Travailleuses de tous les pays ! Les ouvriers russes nous ont montré la voie qui mène au communisme libérateur. Nous ne devons pas rester plus longtemps en arrière ; nous aussi nous devons conquérir notre liberté. Et il n'y a qu'une seule voie qui mène à la liberté. Ce n'est pas la voie adoptée par les gens qui espèrent une reconstitution de la société bourgeoisie et entrent en rapports avec elle. Seules la révolution prolétarienne et la dictature du prolétariat peuvent mettre fin à un régime qui suce notre sang et qui nous subjugue. Nous ne devons pas avoir peur des sacrifices que la lutte pourra nous coûter. Ils sont en tout cas inférieurs à la somme de ceux que nous apportons chaque jour inutilement. Nos sacrifices à la révolution donneront le bonheur à nos pays et aux générations futures. Seule la lutte décidée et courageuse sous les plis du drapeau rouge révolutionnaire de l'Internationale Communiste peut accélérer la débâcle de l'ignoble domination de la classe bourgeoisie ; seule cette lutte peut faire sonner l'heure de la délivrance, l'heure du triomphe des exploités et des opprimés de tous les pays.
Vive la lutte révolutionnaire de tous les producteurs exploités et opprimés du monde entier, la lutte révolutionnaire pour l'avènement de la dictature prolétarienne !
Vive la terre promise au prolétariat mondial : la Russie Soviétiste !
Vive la 3e Internationale, l'Internationale de la lutte et de l'action !

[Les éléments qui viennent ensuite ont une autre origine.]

impl TarfsManager {
    pub fn new(builder: PathBuf) -> Result<Arc<Self>> {
        Ok(Arc::new(TarfsManager {
            builder,
            registry: RegistryClient::new()?,
            layers: Mutex::new(HashMap::new()),
            losetup: Mutex::new(()),
            workers: Mutex::new(Vec::new()),
        }))
    }

    fn status_of(&self, snapshot_id: &str) -> Result<Arc<LayerStatus>> {
        self.layers
            .lock()
            .unwrap()
            .get(snapshot_id)
            .cloned()
            .ok_or_else(|| Error::not_found(format!("tarfs layer {}", snapshot_id)))
    }

    /// Start converting one layer. Returns immediately; callers observe the
    /// outcome through [`TarfsManager::wait_layer_ready`]. A second prepare
    /// of the same snapshot is refused.
    pub fn prepare_layer(
        self: &Arc<Self>,
        snapshot_id: &str,
        image_ref: &str,
        manifest_digest: &str,
        layer_digest: &str,
        storage_dir: PathBuf,
    ) -> Result<()> {
        let status = {
            let mut layers = self.layers.lock().unwrap();
            if layers.contains_key(snapshot_id) {
                return Err(Error::already_exists(format!(
                    "tarfs layer {} already prepared",
                    snapshot_id
                )));
            }
            let status = LayerStatus::new(LayerState::Preparing, storage_dir);
            layers.insert(snapshot_id.to_string(), status.clone());
            status
        };

        let mgr = self.clone();
        let id = snapshot_id.to_string();
        let image_ref = image_ref.to_string();
        let manifest_digest = manifest_digest.to_string();
        let layer_digest = layer_digest.to_string();
        let handle = thread::Builder::new()
            .name(format!("tarfs-{}", snapshot_id))
            .spawn(move || {
                match mgr.do_prepare(&status, &image_ref, &manifest_digest, &layer_digest) {
                    Ok(()) => status.set_state(LayerState::Ready),
                    Err(e) => {
                        error!("prepare tarfs layer {}: {}", id, e);
                        status.set_state(LayerState::Failed);
                    }
                }
            })
            .map_err(|e| Error::internal(format!("spawn tarfs worker: {}", e)))?;
        self.workers.lock().unwrap().push(handle);
        Ok(())
    }

    fn do_prepare(
        &self,
        status: &LayerStatus,
        image_ref: &str,
        manifest_digest: &str,
        layer_digest: &str,
    ) -> Result<()> {
        fs::create_dir_all(&status.storage_dir)?;
        let (diff_id, media_type) =
            self.registry
                .layer_diff_id(image_ref, manifest_digest, layer_digest)?;
        let resp = self.registry.open_blob(image_ref, layer_digest)?;
        let mut src: Box<dyn Read> = if media_type.ends_with("gzip") {
            Box::new(GzDecoder::new(resp))
        } else {
            Box::new(resp)
        };

        let mut tar_file = File::create(status.tar_path())?;
        let blob_id = layer_digest.split(':').last().unwrap_or(layer_digest);
        let mut child = Command::new(&self.builder)
            .arg("create")
            .arg("--type")
            .arg("tar-tarfs")
            .arg("--bootstrap")
            .arg(status.bootstrap_path())
            .arg("--blob-id")
            .arg(blob_id)
            .arg("--blob-dir")
            .arg(&status.storage_dir)
            .arg("-")
            .stdin(Stdio::piped())
            .stdout(Stdio::null())
            .stderr(Stdio::null())
            .spawn()
            .map_err(|e| Error::internal(format!("spawn builder {}: {}", self.builder.display(), e)))?;
        let mut builder_in = child
            .stdin
            .take()
            .ok_or_else(|| Error::internal("builder stdin not piped"))?;

        let mut hasher = Sha256::new();
        let mut total: u64 = 0;
        let mut buf = [0u8; 64 * 1024];
        let tee = (|| -> Result<()> {
            loop {
                if status.cancelled() {
                    return Err(Error::internal("layer preparation cancelled"));
                }
                let n = src
                    .read(&mut buf)
                    .map_err(|e| Error::internal(format!("read layer {}: {}", layer_digest, e)))?;
                if n == 0 {
                    break;
                }
                hasher.update(&buf[..n]);
                tar_file.write_all(&buf[..n])?;
                builder_in.write_all(&buf[..n])?;
                total += n as u64;
            }
            Ok(())
        })();
        drop(builder_in);
        if let Err(e) = tee {
            let _ = child.kill();
            let _ = child.wait();
            return Err(e);
        }

        let builder_status = child
            .wait()
            .map_err(|e| Error::internal(format!("wait builder: {}", e)))?;
        if !builder_status.success() {
            return Err(Error::internal(format!(
                "builder exited with {} for layer {}",
                builder_status, layer_digest
            )));
        }
        tar_file.sync_all()?;

        let actual = format!("sha256:{}", hex::encode(hasher.finalize()));
        if actual != diff_id {
            return Err(Error::internal(format!(
                "layer {} digest mismatch: teed {}, image config says {}",
                layer_digest, actual, diff_id
            )));
        }
        if total == 0 {
            status.empty.store(true, Ordering::Release);
        }
        Ok(())
    }

    /// Block until a layer leaves the Preparing state.
    pub fn wait_layer_ready(&self, snapshot_id: &str, timeout: Duration) -> Result<()> {
        let status = self.status_of(snapshot_id)?;
        let deadline = Instant::now() + timeout;
        let mut state = status.state.lock().unwrap();
        loop {
            match *state {
                LayerState::Ready => return Ok(()),
                LayerState::Failed => {
                    return Err(Error::internal(format!(
                        "tarfs layer {} preparation failed",
                        snapshot_id
                    )))
                }
                _ => {}
            }
            let now = Instant::now();
            if now >= deadline {
                return Err(Error::unavailable(format!(
                    "tarfs layer {} still preparing after {:?}",
                    snapshot_id, timeout
                )));
            }
            let (guard, _) = status.cond.wait_timeout(state, deadline - now).unwrap();
            state = guard;
        }
    }

    /// Merge the bootstraps of a parent chain (deepest layer first) and pin
    /// everything to loop devices. The result is tracked under
    /// `snapshot_id` for the eventual erofs mount. Idempotent: a chain that
    /// is already merged and Ready is left alone.
    pub fn merge_layers(
        &self,
        snapshot_id: &str,
        chain: &[(String, PathBuf)],
        output_dir: &Path,
        timeout: Duration,
    ) -> Result<()> {
        if let Some(status) = self.layers.lock().unwrap().get(snapshot_id) {
            if status.state() == LayerState::Ready {
                return Ok(());
            }
        }
        if chain.is_empty() {
            return Err(Error::invalid_argument("empty tarfs parent chain"));
        }
        for (id, _) in chain {
            self.wait_layer_ready(id, timeout)?;
        }

        fs::create_dir_all(output_dir)?;
        let merged = output_dir.join(MERGED_BOOTSTRAP_NAME);
        let mut cmd = Command::new(&self.builder);
        cmd.arg("merge").arg("--bootstrap").arg(&merged);
        for (_, dir) in chain {
            cmd.arg(dir.join(LAYER_BOOTSTRAP_NAME));
        }
        let out = cmd
            .stdin(Stdio::null())
            .stdout(Stdio::null())
            .stderr(Stdio::null())
            .status()
            .map_err(|e| Error::internal(format!("spawn builder merge: {}", e)))?;
        if !out.success() {
            return Err(Error::internal(format!("builder merge exited with {}", out)));
        }

        let status = LayerStatus::new(LayerState::Init, output_dir.to_path_buf());
        {
            let _guard = self.losetup.lock().unwrap();
            let r = (|| -> Result<()> {
                let mut loops = status.loops.lock().unwrap();
                let boot = LoopDevice::attach_ro(&merged)
                    .map_err(|e| Error::internal(format!("attach {}: {}", merged.display(), e)))?;
                loops.push(boot);

                let mut options = Vec::new();
                for (id, dir) in chain {
                    let layer = self.status_of(id)?;
                    if layer.is_empty_layer() {
                        continue;
                    }
                    let tar = dir.join(LAYER_TAR_NAME);
                    let dev = LoopDevice::attach_ro(&tar)
                        .map_err(|e| Error::internal(format!("attach {}: {}", tar.display(), e)))?;
                    options.push(format!("device={}", dev.path().display()));
                    loops.push(dev);
                }
                *status.mount_options.lock().unwrap() = options.join(",");
                Ok(())
            })();
            if let Err(e) = r {
                for dev in status.loops.lock().unwrap().drain(..) {
                    let _ = dev.detach();
                }
                return Err(e);
            }
        }
        status.set_state(LayerState::Ready);
        self.layers
            .lock()
            .unwrap()
            .insert(snapshot_id.to_string(), status);
        Ok(())
    }

    /// Kernel-mount the merged EROFS image of `snapshot_id`.
    pub fn mount_erofs(&self, snapshot_id: &str, mountpoint: &Path) -> Result<()> {
        let status = self.status_of(snapshot_id)?;
        if status.state() != LayerState::Ready {
            return Err(Error::failed_precondition(format!(
                "tarfs layer {} is not ready",
                snapshot_id
            )));
        }
        fs::create_dir_all(mountpoint)?;

        let loops = status.loops.lock().unwrap();
        let source = loops
            .first()
            .map(|d| d.path().to_path_buf())
            .ok_or_else(|| Error::internal(format!("tarfs layer {} has no device", snapshot_id)))?;
        let options = status.mount_options.lock().unwrap().clone();
        drop(loops);

        mount(
            Some(source.as_path()),
            mountpoint,
            Some("erofs"),
            MsFlags::MS_RDONLY,
            Some(options.as_str()),
        )
        .map_err(|e| {
            Error::internal(format!(
                "mount erofs {} at {}: {}",
                source.display(),
                mountpoint.display(),
                e
            ))
        })?;
        *status.mountpoint.lock().unwrap() = Some(mountpoint.to_path_buf());
        Ok(())
    }

    /// Unmount, free loop devices, cancel any in-flight preparation and
    /// forget the layer. Safe to call for unknown snapshots.
    pub fn detach_layer(&self, snapshot_id: &str) -> Result<()> {
        let status = match self.layers.lock().unwrap().remove(snapshot_id) {
            Some(s) => s,
            None => return Ok(()),
        };
        status.cancel.store(true, Ordering::Release);

        if let Some(mp) = status.mountpoint.lock().unwrap().take() {
            match umount2(&mp, MntFlags::MNT_DETACH) {
                Ok(()) => {}
                Err(nix::errno::Errno::ENOENT) | Err(nix::errno::Errno::EINVAL) => {}
                Err(e) => warn!("umount {}: {}", mp.display(), e),
            }
        }
        for dev in status.loops.lock().unwrap().drain(..) {
            if let Err(e) = dev.detach() {
                warn!("detach loop{}: {}", dev.index(), e);
            }
        }
        Ok(())
    }

    /// Reap finished worker threads; called from the owner's close path.
    pub fn shutdown(&self) {
        let ids: Vec<String> = self.layers.lock().unwrap().keys().cloned().collect();
        for id in ids {
            if let Err(e) = self.detach_layer(&id) {
                warn!("detach tarfs layer {}: {}", id, e);
            }
        }
        let workers: Vec<_> = self.workers.lock().unwrap().drain(..).collect();
        for handle in workers {
            let _ = handle.join();
        }
    }
}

Le Secrétariat International Féminin : Clara Zetkin, Alexandra Kollontaï, Henriette Roland-Holst ; Hertha Sturm1, Allemagne ; Paulina Vinogradskaïa2, Russie ; Rita Maierotti3, Italie ; Lucie Colliard4, France ; Rosa Bloch5, Suisse ; Nora Smith, Angleterre ; Ruth Emmons, Amérique ; Hilde Wertheim, Autriche ; Anna Anna Křenová, Tchécoslovaquie ; Tcheritch, Hongrie ; Anna Maïmounkova6, Bulgarie ; Milkitch, Yougoslavie ; Anna Bodulescu7, Roumanie ; Gerda Linderot8, Suède ; Jeanette Olsen9, Norvège ; Kniskinen, Finlande ; Walda, Hollande ; Marie Reisser, Biélorussie ; Schillevka, Lituanie ; Janess, Estonie ; Nasarbekova, Arménie ; Tsulukidze, Géorgie ; Moussabekova, Azerbaïdjan ; Nam Mattchum, Corée ; Deevad Zade, Perse.
Notes
1 Pseudonyme d'Elena Stassova.
2 Paulina Semienovna Vinogradskaïa (1896-1979), bolchevik en mars 1917, secrétaire du comité militaire-révolutionnaire de Moscou durant les journées d'Octobre, puis travaille avec le soviet de Moscou. Ensuite à l'institut des professeurs rouges, et directrice de cabinet à l'Institut Marx et Engels. A écrit plusieurs ouvrages dont un Jenny Marx.
3 Rita Maierotti (1876-1960).
4 Lucie Parmelan dite Lucie Colliard (1877-1961), elle devint par la suite proche de l'opposition trotskyste, puis rentre au PSOP Marceau Pivert. Entre 1945 et 1958 au Parti Socialiste.
5 Rosa Bloch-Bollag (1880-1922).
6 Anna Maïmounkova (1878-1925).
7 Pseudonyme de Clara Moscu.
8 Gerda Linderot, née Rasmussen (1891-1957).
9 Jeanette Olsen (1873-1959), plus tard trotskyste.